On 8 November 2022, a new bill on family foundations was published on the Government Legislation Centre’s website The main goal of the bill is to introduce the institution of family foundation to the Polish legal framework and to facilitate family business succession, accumulating, and securing family’s assets, along with enabling a more favorable taxation method. Compared with the initial version of the bill dated October 2021, the updated revision brings a new taxation model, a separate register of family foundations, rules of protecting personal data processed by family foundations and principles of legitim liability. Some editorial changes were also made.

A summary of key regulations provided therein can be found below.

Family foundation

In principle, a family foundation is an entity set up to manage the family company’s assets and secure property for the group of individuals indicated by the founder, most often members of their family, providing for more efficient family business succession.

Under the proposed legislation, family foundations shall possess legal personality and will be required to have their seat in the territory of Poland. Setting up a family foundation is to take place based on a notarial memorandum of association or a testament including a declaration on establishing a family foundation. Family foundations may be established only by an individual in a full legal capacity or a group of such individuals, who will be jointly referred to as a founder (a family foundation set up under a testament can only have one founder).

Each family foundation must be entered into the family foundation register.

Family foundation beneficiaries

The group and the scope of rights of the foundation beneficiaries is determined by the founder. A family foundation beneficiary can be either a natural person or a non-governmental organization conducting public benefit activities. A founder may also be a beneficiary.

Business activity

The new version of the bill upholds the ban on conducting business activity by family foundations, which is explained by the need to contain risks related to conducting business activity and the necessity to secure the assets involved.

It provides, however, for a list of activities that may be taken up by a family foundation. Such activities may consist in: disposing of property owned or held by the foundation, provided that the property was not purchased solely for the purpose of its further re-sale, rent, lease or making available the property held or owned by the foundation on any other basis, entering into and participating in companies, investment funds, cooperative societies and similar entities seated in Poland or abroad, purchasing and selling securities, derivative financial instruments, and rights of similar character, granting loans to companies, trading in foreign currencies held by the foundation to make payments related to its operations, including making payments to its beneficiaries and/or running an enterprise as part of a farm.


Since the family foundation income of the founder and beneficiaries is subject to personal income tax, it will not be liable to inheritance and donation tax.

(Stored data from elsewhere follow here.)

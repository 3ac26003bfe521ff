//! TOML configuration shared by the MCFG tools.
//!
//! Any `DeserializeOwned` type can be read from a file through
//! [`ConfigLoader`]. Tool configs embed [`SharedConfig`] as their
//! `[shared]` table:
//!
//! ```toml
//! [shared]
//! log_level = "debug"
//! service_name = "mcfg-convert"
//! ```

use std::path::{Path, PathBuf};

use serde::{Deserialize, Serialize};
use thiserror::Error;

/// Default `service_name` attached to log output.
pub const DEFAULT_SERVICE_NAME: &str = "mcfg-convert";

#[derive(Debug, Clone, PartialEq, Eq, Error)]
pub enum ConfigError {
    #[error("configuration file {} not found", .0.display())]
    FileNotFound(PathBuf),

    /// Unreadable file or invalid TOML.
    #[error("{}: {message}", path.display())]
    ParseError { path: PathBuf, message: String },

    #[error("invalid configuration: {0}")]
    ValidationError(String),
}

/// Verbosity used when `RUST_LOG` is unset.
#[derive(Debug, Clone, Copy, PartialEq, Eq, Serialize, Deserialize, Default)]
#[serde(rename_all = "lowercase")]
pub enum LogLevel {
    Trace,
    Debug,
    #[default]
    Info,
    Warn,
    Error,
}

impl LogLevel {
    /// Directive string understood by `EnvFilter`.
    pub const fn as_directive(self) -> &'static str {
        match self {
            Self::Trace => "trace",
            Self::Debug => "debug",
            Self::Info => "info",
            Self::Warn => "warn",
            Self::Error => "error",
        }
    }
}

/// `[shared]` table common to every tool.
#[derive(Debug, Clone, PartialEq, Eq, Serialize, Deserialize)]
#[serde(default)]
pub struct SharedConfig {
    pub log_level: LogLevel,
    pub service_name: String,
}

impl Default for SharedConfig {
    fn default() -> Self {
        Self {
            log_level: LogLevel::default(),
            service_name: DEFAULT_SERVICE_NAME.to_string(),
        }
    }
}

impl SharedConfig {
    pub fn validate(&self) -> Result<(), ConfigError> {
        if self.service_name.trim().is_empty() {
            return Err(ConfigError::ValidationError(
                "shared.service_name cannot be empty".to_string(),
            ));
        }
        Ok(())
    }
}

/// Read a TOML file into `Self`.
pub trait ConfigLoader: Sized + serde::de::DeserializeOwned {
    fn load(path: &Path) -> Result<Self, ConfigError> {
        let text = std::fs::read_to_string(path).map_err(|e| match e.kind() {
            std::io::ErrorKind::NotFound => ConfigError::FileNotFound(path.to_path_buf()),
            _ => ConfigError::ParseError {
                path: path.to_path_buf(),
                message: e.to_string(),
            },
        })?;
        toml::from_str(&text).map_err(|e| ConfigError::ParseError {
            path: path.to_path_buf(),
            message: e.message().to_string(),
        })
    }
}

impl<T: serde::de::DeserializeOwned> ConfigLoader for T {}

Importantly, property passed and payments made to a natural person as a result of the foundation’s dissolution will be subject to personal income tax, the amount of which will depend on the degree of kinship between the beneficiary and the founder (exemption is available in the case of a founder or founder’s relatives belonging to the closest kinship group specified in the Act on Inheritance and Donation Tax, i.e. spouse, descendant, ascendant, stepchild, sibling, stepfather and stepmother, while in the case of other beneficiaries the tax will amount to 15%). Only a portion of property passed and payments made to a founder or founder’s relatives belonging to the closest kinship group as a result of the foundation’s dissolution will be exempt from personal income tax. It will correspond to the proportion appropriate for this founder specified in the inventory of property.

Family foundations will enjoy a subjective exemption from corporate income tax. This means that the exemption will cover free-of-charge acquisitions of assets, e.g., from the founder (providing a family foundation with assets will be tax-neutral), as well as income obtained by the family foundation from the activities it carries out, to the extent permitted by the Act on the Family Foundation.

However, no exemption will be available in income tax on payments made by the foundation to a beneficiary or a founder, as well as on property transferred in connection with the dissolution of the family foundation. The tax will be set at 15% of the value of payments rendered or made available by the foundation, directly or indirectly, to the beneficiary or the founder or of the revenue corresponding to the value of property transferred to support development of the family foundation.

Moreover, the above-mentioned exemption will not apply to family foundations conducting business activity other than economic activity allowed under the Act on Family Foundations.

Inheritance law

Furthermore, the bill on family foundations brings amendments to the Polish inheritance law in the scope of legitim (i.e., the part of an estate that children or other close relatives can claim against the decedent's testament). The amended regulations provide for, inter alia, a possibility to renounce the legitim, spread it into instalments, postpone the payment deadline, or reduce its amount. Moreover, the payments received from the family foundation by the entitled person will reduce the legitim’s value.

A family foundation can become liable for the founder’s obligations, including their maintenance obligations arose before the foundation was established (joint and several liability) and after, if the enforcement against the founder’s property proves ineffective (subsidiary liability). Ensuring financial security to individuals in relation to whom the founder has maintenance obligations should occur in the first place.

Further developments

New regulations on family foundations are to enter into force 3 months after promulgation.